PowerShell Direct: Host-to-Guest Attack
PowerShell allows remote users to connect and open interactive shells, called PowerShell Remoting. There are restrictions on this service, such as requiring administrative access on the target and permitting a custom ACL; the service can even be disabled organization wide. PowerShell Directis pretty much the same idea (and has similar commands) but without the overhead of firewalls, functioning NICs, or even admin privileges on the target guest machine . If an attacker compromises a Hyper-V Administrative account and has valid credentials (e.g. any domain user), they are free to pass that along to allVMs and pop PowerShells on all them. This works regardless of the firewall configuration or valid IP address. The user only needs to be a member of the Hyper-V Administrator group on the host machine.
PowerShell Direct: Malicious Guest Attack
The service runs as LocalSystem and listens on a Hyper-V Socket for a connection.
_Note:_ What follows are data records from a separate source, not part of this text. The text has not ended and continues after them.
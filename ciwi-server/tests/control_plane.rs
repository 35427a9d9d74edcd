mod common;

use ciwi_core::control::AgentControl;
use ciwi_core::domain::job::JobStatus;
use ciwi_core::domain::metadata;
use ciwi_core::domain::project::VaultConnection;
use ciwi_core::dto::agent::{AgentUpdateRequest, HeartbeatRequest};
use ciwi_core::dto::job::StatusUpdate;
use ciwi_core::dto::project::{LoadProjectRequest, TriggerPipelineRequest};

use common::{connect_agent, lease, start_server};

const PROJECT: &str = r#"
version: 1
project:
  name: demo
  repo_url: https://example.com/demo.git
  repo_ref: main
pipelines:
  - id: release
    jobs:
      - id: build
        runs_on:
          os: linux
        matrix:
          include:
            - name: first
            - name: second
        steps:
          - name: compile
            run: make {{ matrix.name }}
      - id: publish
        runs_on:
          os: linux
        needs: [build]
        steps:
          - name: upload
            run: ./publish.sh
"#;

fn update(target: &str) -> AgentUpdateRequest {
    AgentUpdateRequest {
        target: target.to_string(),
        ..Default::default()
    }
}

#[tokio::test]
async fn test_heartbeat_delivers_controls_in_order() {
    let server = start_server().await;
    let client = &server.client;

    let err = client.request_agent_restart("ghost").await.unwrap_err();
    assert!(err.is_not_found());

    connect_agent(client, "agent-a").await;
    client.request_agent_update("agent-a", &update("v1.1.0")).await.unwrap();
    client.request_agent_restart("agent-a").await.unwrap();
    client.request_agent_update("agent-a", &update("v1.2.0")).await.unwrap();
    client.request_agent_cache_wipe("agent-a").await.unwrap();

    let err = client
        .request_agent_update("agent-a", &update("latest"))
        .await
        .unwrap_err();
    assert!(err.is_client_error());

    let agents = client.list_agents().await.unwrap();
    assert_eq!(agents.len(), 1);
    assert_eq!(agents[0].update_target, "v1.2.0");
    assert_eq!(agents[0].pending_controls, 3);

    let beat = HeartbeatRequest {
        agent_id: "agent-a".to_string(),
        os: "linux".to_string(),
        ..Default::default()
    };
    let mut delivered = Vec::new();
    for _ in 0..4 {
        let response = client.heartbeat(&beat).await.unwrap();
        assert!(response.accepted);
        delivered.extend(response.controls());
    }

    assert_eq!(delivered.len(), 3);
    match &delivered[0] {
        AgentControl::Update {
            target, repository, ..
        } => {
            assert_eq!(target, "v1.2.0");
            assert!(!repository.is_empty());
        }
        other => panic!("expected update, got {other:?}"),
    }
    assert_eq!(delivered[1], AgentControl::Restart);
    assert_eq!(delivered[2], AgentControl::WipeCache);
}

#[tokio::test]
async fn test_heartbeat_records_update_failure() {
    let server = start_server().await;
    let client = &server.client;

    client
        .heartbeat(&HeartbeatRequest {
            agent_id: "agent-a".to_string(),
            update_failure: "checksum mismatch".to_string(),
            ..Default::default()
        })
        .await
        .unwrap();

    let agents = client.list_agents().await.unwrap();
    assert_eq!(agents[0].update_failure, "checksum mismatch");

    let err = client
        .heartbeat(&HeartbeatRequest::default())
        .await
        .unwrap_err();
    assert!(err.is_client_error());
}

#[tokio::test]
async fn test_pipeline_needs_gate_until_dependencies_succeed() {
    let server = start_server().await;
    let client = &server.client;
    connect_agent(client, "agent-a").await;

    let project = client
        .load_project(&LoadProjectRequest {
            config_yaml: PROJECT.to_string(),
            config_file: "ciwi.yaml".to_string(),
        })
        .await
        .unwrap();
    assert_eq!(project.project.name, "demo");
    assert_eq!(client.list_projects().await.unwrap().len(), 1);
    assert_eq!(
        client.get_project(project.project.id).await.unwrap().pipelines.len(),
        1
    );

    let pipeline_id = project.pipelines[0].id;
    let ids = client
        .trigger_pipeline(pipeline_id, &TriggerPipelineRequest::default())
        .await
        .unwrap()
        .job_execution_ids;
    assert_eq!(ids.len(), 3);

    let publish = client.get_job(&ids[2]).await.unwrap();
    assert!(publish.is_blocked());

    for _ in 0..2 {
        let job = lease(client, "agent-a").await.unwrap();
        assert!(ids[..2].contains(&job.id));
        let mut done = StatusUpdate::new("agent-a", JobStatus::Succeeded);
        done.exit_code = Some(0);
        client.update_status(&job.id, &done).await.unwrap();
    }

    let publish = client.get_job(&ids[2]).await.unwrap();
    assert!(!publish.is_blocked());
    assert_eq!(
        publish.env[metadata::DEP_ARTIFACT_JOB_IDS_ENV],
        format!("{},{}", ids[0], ids[1])
    );
    assert_eq!(lease(client, "agent-a").await.unwrap().id, ids[2]);

    let missing = client
        .trigger_pipeline(9999, &TriggerPipelineRequest::default())
        .await
        .unwrap_err();
    assert!(missing.is_not_found());
}

#[tokio::test]
async fn test_failed_dependency_fails_dependent() {
    let server = start_server().await;
    let client = &server.client;
    connect_agent(client, "agent-a").await;

    let project = client
        .load_project(&LoadProjectRequest {
            config_yaml: PROJECT.to_string(),
            ..Default::default()
        })
        .await
        .unwrap();
    let ids = client
        .trigger_pipeline(project.pipelines[0].id, &TriggerPipelineRequest::default())
        .await
        .unwrap()
        .job_execution_ids;

    let job = lease(client, "agent-a").await.unwrap();
    let mut failed = StatusUpdate::new("agent-a", JobStatus::Failed);
    failed.exit_code = Some(1);
    client.update_status(&job.id, &failed).await.unwrap();

    let publish = client.get_job(&ids[2]).await.unwrap();
    assert_eq!(publish.status, JobStatus::Failed);
    assert!(publish.error.contains(&job.id));
}

#[tokio::test]
async fn test_unblock_clears_gates() {
    let server = start_server().await;
    let client = &server.client;

    let project = client
        .load_project(&LoadProjectRequest {
            config_yaml: PROJECT.to_string(),
            ..Default::default()
        })
        .await
        .unwrap();
    let ids = client
        .trigger_pipeline(project.pipelines[0].id, &TriggerPipelineRequest::default())
        .await
        .unwrap()
        .job_execution_ids;

    let unblocked = client.unblock_job(&ids[2]).await.unwrap();
    assert!(!unblocked.is_blocked());
    assert_eq!(unblocked.status, JobStatus::Queued);
}

#[tokio::test]
async fn test_invalid_project_config_is_rejected() {
    let server = start_server().await;
    let err = server
        .client
        .load_project(&LoadProjectRequest {
            config_yaml: "project: {}\npipelines: []\n".to_string(),
            ..Default::default()
        })
        .await
        .unwrap_err();
    assert!(err.is_client_error());
}

#[tokio::test]
async fn test_state_snapshot_summarizes_jobs() {
    let server = start_server().await;
    let client = &server.client;
    connect_agent(client, "agent-a").await;

    let project = client
        .load_project(&LoadProjectRequest {
            config_yaml: PROJECT.to_string(),
            ..Default::default()
        })
        .await
        .unwrap();
    client
        .trigger_pipeline(project.pipelines[0].id, &TriggerPipelineRequest::default())
        .await
        .unwrap();

    let snapshot = client.state_snapshot().await.unwrap();
    assert!(!snapshot.stream_id.is_empty());
    assert_eq!(snapshot.server_info.name, "ciwi");
    assert_eq!(snapshot.projects.len(), 1);
    assert_eq!(snapshot.agents.len(), 1);
    assert_eq!(snapshot.jobs_summary.queued_count, 3);
    assert_eq!(snapshot.jobs_summary.queued_group_count, 1);
    assert_eq!(snapshot.jobs_summary.history_count, 0);
}

#[tokio::test]
async fn test_vault_connections() {
    let server = start_server().await;
    let client = &server.client;

    let conn = VaultConnection {
        name: "main".to_string(),
        url: "https://vault.example.com".to_string(),
        auth_method: "approle".to_string(),
        role_id: "role".to_string(),
        secret_id_env: "VAULT_SECRET_ID".to_string(),
    };
    client.save_vault_connection(&conn).await.unwrap();
    assert_eq!(client.list_vault_connections().await.unwrap(), vec![conn]);

    let err = client
        .save_vault_connection(&VaultConnection::default())
        .await
        .unwrap_err();
    assert!(err.is_client_error());
}

#[tokio::test]
async fn test_server_update_rejects_bad_target() {
    let server = start_server().await;
    let client = &server.client;

    let err = client.request_server_update("not-a-version").await.unwrap_err();
    assert!(err.is_client_error());
    let progress = client.server_update_progress().await.unwrap();
    assert!(progress.status.is_empty());
}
New connections receive plaintext domain+user+password information and verify it using a normal SSP (SSPLogonUser probably). If the credentials are valid, a new token is created for that user and “powershell.exe” is executed with this token (CreateProcessAsUserW). There are several issues here: running as LocalSystem is obviously not ideal, but also the connection doesn’t support any sort of safer credential exchange such as challenge/response or Kerberos. Windows appears to perform basic signature checking, since the relevant DLL is cryptographically signed by a Microsoft catalog entry but may still be bypassable (e.g. Windows only checks that the service is some valid signed file, not that it is the expected DLL in particular). In this case, a malicious local administrator on the guest can replace the DLL with a service that will log all incoming PowerShell Direct credentials for later use.